With the worldwide epidemic of chronic noncommunicable diseases, chronic kidney disease (CKD) is one of the growing public health problems and can progress to kidney failure, also known as the end-stage renal disease (ESRD) requiring renal replacement therapy (RRT) in form of maintenance dialysis or kidney transplantation. Dialysis therapy is often associated with decreased quality of life (QoL) and high morbidity and mortality  in addition to economic burden and high costs .
In addition to CKD epidemic, increasing number of geriatric population leads to aging epidemic . The majority of patients with nondialysis-dependent (NDD) CKD will die, especially from cardiovascular disease (CVD), before their kidney function progress to ESRD [4–6]. The incidence of ESRD has been growing all throughout the world, and mortality of patients with ESRD under dialysis therapy is even greater than patients with NDD–CKD. The more advanced is the CKD stage, the more increased is the risk of mortality . Therefore, reduction of CKD progression to ESRD and avoidance of dialysis therapy may lower morality in CKD population while it may also improve QoL and mitigate cost burden. Several therapeutic strategies are well established to slow progression of CKD. In this special edition of the Current Opinion in Nephrology and Hypertension, we present a series of Novel Therapeutic Approaches in CKD and Uremia Management, that may help prevent CKD progression and manage uremic symptoms using nontraditional approaches. These strategies are not limited to places with resource and budget constraints such as underdeveloped nations. They are indeed the areas of unmet need for most developed communities with easy access to dialysis, where the patients and providers and the government seek to entertain novel approaches in leu of or as compliment to the traditional dialysis.

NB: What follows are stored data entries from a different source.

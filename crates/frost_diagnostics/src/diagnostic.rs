//! A single diagnostic message.

use crate::code::DiagnosticCode;
use crate::severity::Severity;
use frost_common::LineSpan;
use serde::{Deserialize, Serialize};

/// A message about one line of chipdb or bitstream text.
#[derive(Clone, Debug, Serialize, Deserialize)]
pub struct Diagnostic {
    /// Taken from the code.
    pub severity: Severity,
    /// What kind of condition this is.
    pub code: DiagnosticCode,
    /// The main message.
    pub message: String,
    /// The line the message is about, or [`LineSpan::DUMMY`].
    pub span: LineSpan,
    /// Explanatory footnotes.
    pub notes: Vec<String>,
    /// Suggestions for the user.
    pub help: Vec<String>,
}

impl Diagnostic {
    /// Creates a diagnostic with the severity of its code.
    pub fn new(code: DiagnosticCode, message: impl Into<String>, span: LineSpan) -> Self {
        Self {
            severity: code.severity,
            code,
            message: message.into(),
            span,
            notes: Vec::new(),
            help: Vec::new(),
        }
    }

    /// Adds a footnote.
    pub fn with_note(mut self, note: impl Into<String>) -> Self {
        self.notes.push(note.into());
        self
    }

    /// Adds a suggestion.
    pub fn with_help(mut self, help: impl Into<String>) -> Self {
        self.help.push(help.into());
        self
    }

    /// Returns `true` for error-severity diagnostics.
    pub fn is_error(&self) -> bool {
        self.severity == Severity::Error
    }
}

#[cfg(test)]
mod tests {
    use super::*;

    #[test]
    fn severity_follows_code() {
        let diag = Diagnostic::new(
            DiagnosticCode::error(201),
            "net 7 is already defined",
            LineSpan::new(12),
        );
        assert!(diag.is_error());
        assert_eq!(diag.span.line, 12);

        let diag = Diagnostic::new(DiagnosticCode::note(101), "skipped", LineSpan::DUMMY);
        assert_eq!(diag.severity, Severity::Note);
        assert!(!diag.is_error());
    }

    #[test]
    fn footnotes_accumulate() {
        let diag = Diagnostic::new(DiagnosticCode::warning(103), "net 4 redefined", LineSpan::new(9))
            .with_note("the previous definition is discarded")
            .with_help("set ingest.duplicate_nets = \"reject\" to make this an error")
            .with_help("or remove the second .net 4");
        assert_eq!(diag.notes.len(), 1);
        assert_eq!(diag.help.len(), 2);
    }

    #[test]
    fn json_keeps_everything() {
        let diag = Diagnostic::new(DiagnosticCode::error(201), "boom", LineSpan::new(1)).with_note("n");
        let json = serde_json::to_string(&diag).unwrap();
        let back: Diagnostic = serde_json::from_str(&json).unwrap();
        assert_eq!(back.message, "boom");
        assert_eq!(back.notes, vec!["n"]);
        assert_eq!(back.code, diag.code);
        assert_eq!(back.span, LineSpan::new(1));
    }
}
//! Diagnostic codes emitted while loading chip databases and bitstreams.

use frost_diagnostics::DiagnosticCode;

/// A known chipdb section kind that the model does not use was skipped.
pub const SKIPPED_SECTION: DiagnosticCode = DiagnosticCode::note(101);

/// An unrecognised chipdb section was skipped.
pub const UNKNOWN_SECTION: DiagnosticCode = DiagnosticCode::warning(102);

/// A net index was declared again and the earlier net discarded.
pub const NET_OVERWRITTEN: DiagnosticCode = DiagnosticCode::warning(103);

/// Bitstream sections that decode does not interpret.
pub const IGNORED_BITSTREAM_SECTION: DiagnosticCode = DiagnosticCode::note(104);

/// Ingestion or decode failed.
pub const LOAD_FAILED: DiagnosticCode = DiagnosticCode::error(201);

#[cfg(test)]
mod tests {
    use super::*;

    #[test]
    fn codes_render_with_prefix() {
        let rendered: Vec<String> = [
            SKIPPED_SECTION,
            UNKNOWN_SECTION,
            NET_OVERWRITTEN,
            IGNORED_BITSTREAM_SECTION,
            LOAD_FAILED,
        ]
        .iter()
        .map(ToString::to_string)
        .collect();
        assert_eq!(rendered, ["N101", "W102", "W103", "N104", "E201"]);
    }
}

Volume overload because of fluid retention is common in advanced CKD and may not be commonly accounted for as one of the modifiable factors leading to progression of CKD to ESRD and high burden of cardiovascular mortality. A vicious cycle of kidney–heart relationship as so-called cardiorenal syndrome is not only via uncontrolled blood pressure (BP), but also systemic inflammation from intestinal edema and ischemia contributes to CKD progression. Elevated intrarenal venous pressure from right-sided heart failure is also a mechanism discussed . Overall, diuretic, dietary sodium restriction, vasopressin 2 receptor antagonist are discussed in a practical way. Although uncommon practice, peritoneal dialysis for volume removal in diuretic-resistant patients especially heart failure individuals is an option.

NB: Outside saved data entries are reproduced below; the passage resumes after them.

//! The four tile kinds and their fixed, ordered field tables.
//!
//! The set of kinds is fixed by the hardware family, so it is a closed enum.
//! Each kind owns a static table of [`FieldDef`]s describing which chipdb
//! `*_tile_bits` lines populate which logical field. The table is both the
//! schema-ingestion matcher and the order in which fields are decoded,
//! encoded and reported.

use serde::{Deserialize, Serialize};
use std::fmt;

/// The kind of a fabric tile.
#[derive(Debug, Clone, Copy, PartialEq, Eq, PartialOrd, Ord, Hash, Serialize, Deserialize)]
#[serde(rename_all = "snake_case")]
pub enum TileKind {
    /// Logic tile: eight logic cells plus carry and clock control.
    Logic,
    /// I/O tile: two I/O blocks, PLL configuration and I/O control.
    Io,
    /// Bottom half of a block RAM (read side).
    RamBottom,
    /// Top half of a block RAM (write side).
    RamTop,
}

impl TileKind {
    /// All kinds, in chipdb ingestion order.
    pub const ALL: [TileKind; 4] = [
        TileKind::Logic,
        TileKind::Io,
        TileKind::RamBottom,
        TileKind::RamTop,
    ];

    /// Section label for placements and bitstream tiles, e.g. `logic_tile`.
    pub fn label(self) -> &'static str {
        match self {
            TileKind::Logic => "logic_tile",
            TileKind::Io => "io_tile",
            TileKind::RamBottom => "ramb_tile",
            TileKind::RamTop => "ramt_tile",
        }
    }

    /// Section label for the schema, e.g. `logic_tile_bits`.
    pub fn bits_label(self) -> &'static str {
        match self {
            TileKind::Logic => "logic_tile_bits",
            TileKind::Io => "io_tile_bits",
            TileKind::RamBottom => "ramb_tile_bits",
            TileKind::RamTop => "ramt_tile_bits",
        }
    }

    /// Looks up a kind by its placement/bitstream section label.
    pub fn from_label(label: &str) -> Option<Self> {
        Self::ALL.into_iter().find(|k| k.label() == label)
    }

    /// Looks up a kind by its schema section label.
    pub fn from_bits_label(label: &str) -> Option<Self> {
        Self::ALL.into_iter().find(|k| k.bits_label() == label)
    }

    pub(crate) fn slot(self) -> usize {
        self as usize
    }

    /// The ordered field table of this kind.
    pub fn fields(self) -> &'static [FieldDef] {
        match self {
            TileKind::Logic => &LOGIC_FIELDS,
            TileKind::Io => &IO_FIELDS,
            TileKind::RamBottom => &RAMB_FIELDS,
            TileKind::RamTop => &RAMT_FIELDS,
        }
    }

    /// Returns the handle of the field called `name`.
    pub fn field(self, name: &str) -> Option<FieldId> {
        self.fields()
            .iter()
            .position(|f| f.name == name)
            .map(|index| FieldId { kind: self, index })
    }

    /// Iterates over the handles of all fields, in table order.
    pub fn field_ids(self) -> impl Iterator<Item = FieldId> {
        (0..self.fields().len()).map(move |index| FieldId { kind: self, index })
    }
}

impl fmt::Display for TileKind {
    fn fmt(&self, f: &mut fmt::Formatter<'_>) -> fmt::Result {
        f.write_str(self.label())
    }
}

/// A handle to one field of one tile kind.
#[derive(Debug, Clone, Copy, PartialEq, Eq, Hash)]
pub struct FieldId {
    kind: TileKind,
    index: usize,
}

impl FieldId {
    /// The tile kind this field belongs to.
    pub fn kind(self) -> TileKind {
        self.kind
    }

    /// The field's definition.
    pub fn def(self) -> &'static FieldDef {
        &self.kind.fields()[self.index]
    }

    pub(crate) fn index(self) -> usize {
        self.index
    }
}

/// How a field's value is interpreted.
#[derive(Debug, Clone, Copy, PartialEq, Eq, Serialize)]
pub enum FieldKind {
    /// A single boolean bit.
    Flag,
    /// An unsigned integer of up to 32 bits, bit 0 at the first coordinate.
    Word,
}

/// Which chipdb lines populate a field.
#[derive(Debug, Clone, Copy, PartialEq, Eq)]
pub enum FieldSource {
    /// One line with this exact name; its first bit reference is used.
    Bit(&'static str),
    /// One line with this exact name; all of its bit references, in order.
    Bits(&'static str),
    /// `count` lines named `<prefix><n>` for `n` in `first..first + count`,
    /// one bit each, slot `n - first` being bit `n - first` of the value.
    Slots {
        /// Name up to the index digits.
        prefix: &'static str,
        /// Number of slots.
        count: usize,
        /// Index of slot 0 in the chipdb names.
        first: usize,
    },
}

impl FieldSource {
    /// Number of slots the schema must populate.
    pub fn slot_count(self) -> usize {
        match self {
            FieldSource::Bit(_) | FieldSource::Bits(_) => 1,
            FieldSource::Slots { count, .. } => count,
        }
    }

    /// Returns the slot a chipdb field name populates, if it belongs to this source.
    pub fn match_name(self, name: &str) -> Option<usize> {
        match self {
            FieldSource::Bit(n) | FieldSource::Bits(n) => (n == name).then_some(0),
            FieldSource::Slots {
                prefix,
                count,
                first,
            } => {
                let digits = name.strip_prefix(prefix)?;
                if digits.is_empty() || !digits.bytes().all(|b| b.is_ascii_digit()) {
                    return None;
                }
                let n: usize = digits.parse().ok()?;
                let slot = n.checked_sub(first)?;
                (slot < count).then_some(slot)
            }
        }
    }

    /// The chipdb name of a slot, for error messages.
    pub fn slot_name(self, slot: usize) -> String {
        match self {
            FieldSource::Bit(n) | FieldSource::Bits(n) => n.to_string(),
            FieldSource::Slots { prefix, first, .. } => format!("{prefix}{}", first + slot),
        }
    }
}

/// Definition of one logical field of a tile kind.
#[derive(Debug, Clone, Copy, PartialEq, Eq)]
pub struct FieldDef {
    /// The field's name as exposed by the model and reports.
    pub name: &'static str,
    /// Flag or word.
    pub kind: FieldKind,
    /// Where the schema takes the field's bits from.
    pub source: FieldSource,
}

const fn flag(name: &'static str) -> FieldDef {
    FieldDef {
        name,
        kind: FieldKind::Flag,
        source: FieldSource::Bit(name),
    }
}

const fn word(name: &'static str, source: FieldSource) -> FieldDef {
    FieldDef {
        name,
        kind: FieldKind::Word,
        source,
    }
}

const fn slots(prefix: &'static str, count: usize, first: usize) -> FieldSource {
    FieldSource::Slots {
        prefix,
        count,
        first,
    }
}

const fn lut(name: &'static str) -> FieldDef {
    word(name, FieldSource::Bits(name))
}

const COL_BUF_CTRL: FieldDef = word("ColBufCtrl", slots("ColBufCtrl.glb_netwk_", 8, 0));
const NEG_CLK: FieldDef = flag("NegClk");

static LOGIC_FIELDS: [FieldDef; 11] = [
    word("CarryInSet", FieldSource::Bit("CarryInSet")),
    COL_BUF_CTRL,
    lut("LC_0"),
    lut("LC_1"),
    lut("LC_2"),
    lut("LC_3"),
    lut("LC_4"),
    lut("LC_5"),
    lut("LC_6"),
    lut("LC_7"),
    NEG_CLK,
];

static IO_FIELDS: [FieldDef; 11] = [
    COL_BUF_CTRL,
    word("IOB_0.PINTYPE", slots("IOB_0.PINTYPE_", 6, 0)),
    word("IOB_1.PINTYPE", slots("IOB_1.PINTYPE_", 6, 0)),
    flag("Icegate"),
    flag("IoCtrl.IE_0"),
    flag("IoCtrl.IE_1"),
    flag("IoCtrl.LVDS"),
    flag("IoCtrl.REN_0"),
    flag("IoCtrl.REN_1"),
    NEG_CLK,
    word("PLL.PLLCONFIG", slots("PLL.PLLCONFIG_", 9, 1)),
];

static RAMB_FIELDS: [FieldDef; 3] = [COL_BUF_CTRL, NEG_CLK, flag("RamConfig.PowerUp")];

static RAMT_FIELDS: [FieldDef; 3] = [
    NEG_CLK,
    word("RamConfig.CBIT", slots("RamConfig.CBIT_", 4, 0)),
    word("RamCascade.CBIT", slots("RamCascade.CBIT_", 4, 4)),
];
//! Opaque ID newtypes for arena-stored device entities.
//!
//! Each ID is a thin `u32` wrapper that is `Copy`, `Hash`, and `Serialize`/`Deserialize`.
//! Tiles, nets and wires reference each other through these handles instead of
//! owning pointers, so the tile/wire/net graph has no ownership cycles.

use serde::{Deserialize, Serialize};
use std::fmt;

macro_rules! define_id {
    ($(#[$meta:meta])* $name:ident) => {
        $(#[$meta])*
        #[derive(Clone, Copy, PartialEq, Eq, PartialOrd, Ord, Hash, Debug, Serialize, Deserialize)]
        pub struct $name(u32);

        impl $name {
            /// Creates an ID from a raw `u32` index.
            pub fn from_raw(index: u32) -> Self {
                Self(index)
            }

            /// Returns the raw `u32` index.
            pub fn as_raw(self) -> u32 {
                self.0
            }

            pub(crate) fn index(self) -> usize {
                self.0 as usize
            }
        }

        impl fmt::Display for $name {
            fn fmt(&self, f: &mut fmt::Formatter<'_>) -> fmt::Result {
                write!(f, "{}", self.0)
            }
        }
    };
}

define_id!(
    /// Handle of a placed tile in the device's tile arena.
    TileId
);

define_id!(
    /// Index of a chip-wide net, as declared by the chipdb `.net` section.
    NetId
);

define_id!(
    /// Handle of a distinct wire name in the device's wire table.
    WireId
);

#[cfg(test)]
mod tests {
    use super::*;
    use std::collections::HashSet;

    #[test]
    fn id_roundtrip() {
        let id = NetId::from_raw(4106);
        assert_eq!(id.as_raw(), 4106);
        assert_eq!(id.index(), 4106);
    }

    #[test]
    fn id_hash_in_set() {
        let mut set = HashSet::new();
        set.insert(WireId::from_raw(1));
        set.insert(WireId::from_raw(2));
        set.insert(WireId::from_raw(1));
        assert_eq!(set.len(), 2);
    }

    #[test]
    fn ids_order_by_index() {
        let mut ids = [TileId::from_raw(5), TileId::from_raw(1), TileId::from_raw(3)];
        ids.sort();
        assert_eq!(ids.map(TileId::as_raw), [1, 3, 5]);
    }

    #[test]
    fn display_is_raw_index() {
        assert_eq!(NetId::from_raw(77).to_string(), "77");
    }

    #[test]
    fn id_serde_roundtrip() {
        let id = NetId::from_raw(99);
        let json = serde_json::to_string(&id).unwrap();
        let restored: NetId = serde_json::from_str(&json).unwrap();
        assert_eq!(id, restored);
    }
}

Electrolyte disturbance commonly occurs in advanced CKD is hyperkalemia. Potassium homeostasis and mechanism of hyperkalemia in CKD and kidney transplant recipients are reviewed. Renin-angiotensin aldosterone blockade is commonly used for antiproteinuric modulation in CKD patients. However, its use is commonly limited because of hyperkalemia in CKD patients who are at risk for hyperkalemia. This conflict of using RAAS inhibition in CKD patients who generally have benefit from antiproteinuria, but also at risk of hyperkelamia leads to a need for therapeutic options to prevent hyperkalemia. Efficacy and safety of three potassium binders currently available including sodium polystyrene sulfonate, patiromer, and sodium zirconium cyclosilicate are reviewed. Particularly, with several evolving evidence of the clinical utility of the last two agents, the limited use of RAAS agents because of hyperkalemia can be mitigated or eliminated.

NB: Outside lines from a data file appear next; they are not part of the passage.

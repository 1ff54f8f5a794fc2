//! Stable identifiers for kinds of diagnostics.

use crate::severity::Severity;
use serde::{Deserialize, Serialize};
use std::fmt;

/// A diagnostic code such as `E201` or `N101`.
///
/// The letter is the severity every diagnostic carrying this code is
/// emitted with; the number identifies the condition. Codes are usually
/// declared as constants next to the code that emits them:
///
/// ```
/// use frost_diagnostics::DiagnosticCode;
///
/// const SKIPPED: DiagnosticCode = DiagnosticCode::note(101);
/// assert_eq!(SKIPPED.to_string(), "N101");
/// ```
#[derive(Clone, Copy, PartialEq, Eq, Hash, Debug, Serialize, Deserialize)]
pub struct DiagnosticCode {
    /// Severity of diagnostics with this code.
    pub severity: Severity,
    /// Number within the severity.
    pub number: u16,
}

impl DiagnosticCode {
    /// An error code.
    pub const fn error(number: u16) -> Self {
        Self {
            severity: Severity::Error,
            number,
        }
    }

    /// A warning code.
    pub const fn warning(number: u16) -> Self {
        Self {
            severity: Severity::Warning,
            number,
        }
    }

    /// A note code.
    pub const fn note(number: u16) -> Self {
        Self {
            severity: Severity::Note,
            number,
        }
    }
}

impl fmt::Display for DiagnosticCode {
    fn fmt(&self, f: &mut fmt::Formatter<'_>) -> fmt::Result {
        write!(f, "{}{:03}", self.severity.prefix(), self.number)
    }
}

#[cfg(test)]
mod tests {
    use super::*;

    #[test]
    fn number_is_zero_padded() {
        assert_eq!(DiagnosticCode::error(201).to_string(), "E201");
        assert_eq!(DiagnosticCode::note(7).to_string(), "N007");
    }

    #[test]
    fn constructors_set_severity() {
        assert_eq!(DiagnosticCode::warning(103).severity, Severity::Warning);
        assert_ne!(DiagnosticCode::warning(1), DiagnosticCode::error(1));
    }

    #[test]
    fn serde_roundtrip() {
        let code = DiagnosticCode::warning(103);
        let json = serde_json::to_string(&code).unwrap();
        assert_eq!(json, r#"{"severity":"warning","number":103}"#);
        let back: DiagnosticCode = serde_json::from_str(&json).unwrap();
        assert_eq!(code, back);
    }
}
//! Knobs for ingestion and encoding.

/// What to do when a `.net` index is declared a second time.
#[derive(Debug, Clone, Copy, PartialEq, Eq, Default)]
pub enum DuplicateNetPolicy {
    /// Fail with [`DeviceError::DuplicateNet`](crate::DeviceError::DuplicateNet).
    #[default]
    Reject,
    /// Replace the earlier net. Wire occurrences it added to tiles remain.
    Overwrite,
}

/// What to do with a chipdb section label nobody recognises.
#[derive(Debug, Clone, Copy, PartialEq, Eq, Default)]
pub enum UnknownSectionPolicy {
    /// Fail with [`DeviceError::UnknownSection`](crate::DeviceError::UnknownSection).
    #[default]
    Reject,
    /// Skip the section with a warning.
    Skip,
}

/// Options for chipdb ingestion.
#[derive(Debug, Clone, Copy, PartialEq, Eq, Default)]
pub struct IngestOptions {
    /// Duplicate net handling.
    pub duplicate_nets: DuplicateNetPolicy,
    /// Unknown section handling.
    pub unknown_sections: UnknownSectionPolicy,
}

impl IngestOptions {
    /// Accepts everything the legacy reader accepted.
    pub fn lenient() -> Self {
        Self {
            duplicate_nets: DuplicateNetPolicy::Overwrite,
            unknown_sections: UnknownSectionPolicy::Skip,
        }
    }
}

/// Options for bitstream encoding.
#[derive(Debug, Clone, Copy, PartialEq, Eq)]
pub struct EncodeOptions {
    /// Emit a `.device <type>` line before the tiles.
    pub device_line: bool,
}

impl Default for EncodeOptions {
    fn default() -> Self {
        Self { device_line: true }
    }
}

#[cfg(test)]
mod tests {
    use super::*;

    #[test]
    fn defaults_are_strict() {
        let options = IngestOptions::default();
        assert_eq!(options.duplicate_nets, DuplicateNetPolicy::Reject);
        assert_eq!(options.unknown_sections, UnknownSectionPolicy::Reject);
        assert!(EncodeOptions::default().device_line);
    }

    #[test]
    fn lenient_accepts_legacy_input() {
        let options = IngestOptions::lenient();
        assert_eq!(options.duplicate_nets, DuplicateNetPolicy::Overwrite);
        assert_eq!(options.unknown_sections, UnknownSectionPolicy::Skip);
    }
}
//! Configuration types deserialized from `frost.toml`.

use serde::Deserialize;

/// The top-level codec configuration parsed from `frost.toml`.
#[derive(Debug, Default, Deserialize)]
pub struct CodecConfig {
    /// Default inputs for the device model.
    #[serde(default)]
    pub device: DeviceConfigSection,
    /// Chipdb ingestion strictness.
    #[serde(default)]
    pub ingest: IngestConfig,
    /// Bitstream rendering settings.
    #[serde(default)]
    pub output: OutputConfig,
}

/// The `[device]` table.
#[derive(Debug, Default, Deserialize)]
pub struct DeviceConfigSection {
    /// Chipdb used when the command line does not name one.
    pub chipdb: Option<String>,
}

/// The `[ingest]` table.
#[derive(Debug, Default, Deserialize)]
pub struct IngestConfig {
    /// What to do when a `.net` index is declared twice.
    #[serde(default)]
    pub duplicate_nets: DuplicateNets,
    /// What to do with section labels the loader does not know.
    #[serde(default)]
    pub unknown_sections: UnknownSections,
}

/// Handling of a net index that is ingested more than once.
#[derive(Debug, Default, Clone, Copy, Deserialize, PartialEq, Eq)]
#[serde(rename_all = "lowercase")]
pub enum DuplicateNets {
    /// Fail ingestion (default).
    #[default]
    Reject,
    /// Replace the earlier net, keeping the legacy tool's behaviour.
    Overwrite,
}

/// Handling of unrecognised chipdb section labels.
#[derive(Debug, Default, Clone, Copy, Deserialize, PartialEq, Eq)]
#[serde(rename_all = "lowercase")]
pub enum UnknownSections {
    /// Fail ingestion (default).
    #[default]
    Reject,
    /// Skip the section with a warning.
    Skip,
}

/// The `[output]` table.
#[derive(Debug, Deserialize)]
pub struct OutputConfig {
    /// Emit a `.device <type>` line before the tile sections.
    #[serde(default = "default_true")]
    pub device_line: bool,
}

impl Default for OutputConfig {
    fn default() -> Self {
        Self { device_line: true }
    }
}

fn default_true() -> bool {
    true
}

Three emerging contributors that cause stress to the kidneys and lead to CKD progression are H+ stress (metabolic acidosis), intestinal stress (gut-derived toxins from dysbiosis of gut microbiome), and oxidative stress. These provide opportunity to slow CKD progression by nonpharmacologic and novel pharmacologic interventions and dietary selection be incorporated in interventions for all of these stresses. RAAS blockade which is on pathogenesis pathway of CKD progression may be intervened by a decrease in H+ diet and medications blocking this pathway, for example angiotensin-converting enzyme inhibitor, angiotensin receptor blocker, and mineralocorticoid receptor antagonist and Na+-based alkali. Vegan-based or plant-based diet is a proposed dietary intervention for dysbiosis of gut microbiome apart from pre-biotic and pro-biotic in order to reduce gut-derived uremic toxins especially p-cresyl sulfate and indoxyl sulfate. These gut-derived toxin interventions decrease renal and cardiovascular risks. Oxidative stress reduction to slow CKD progression by intervening modifiable factors such as smoking cessation and plant-based dietary protein intake is reviewed.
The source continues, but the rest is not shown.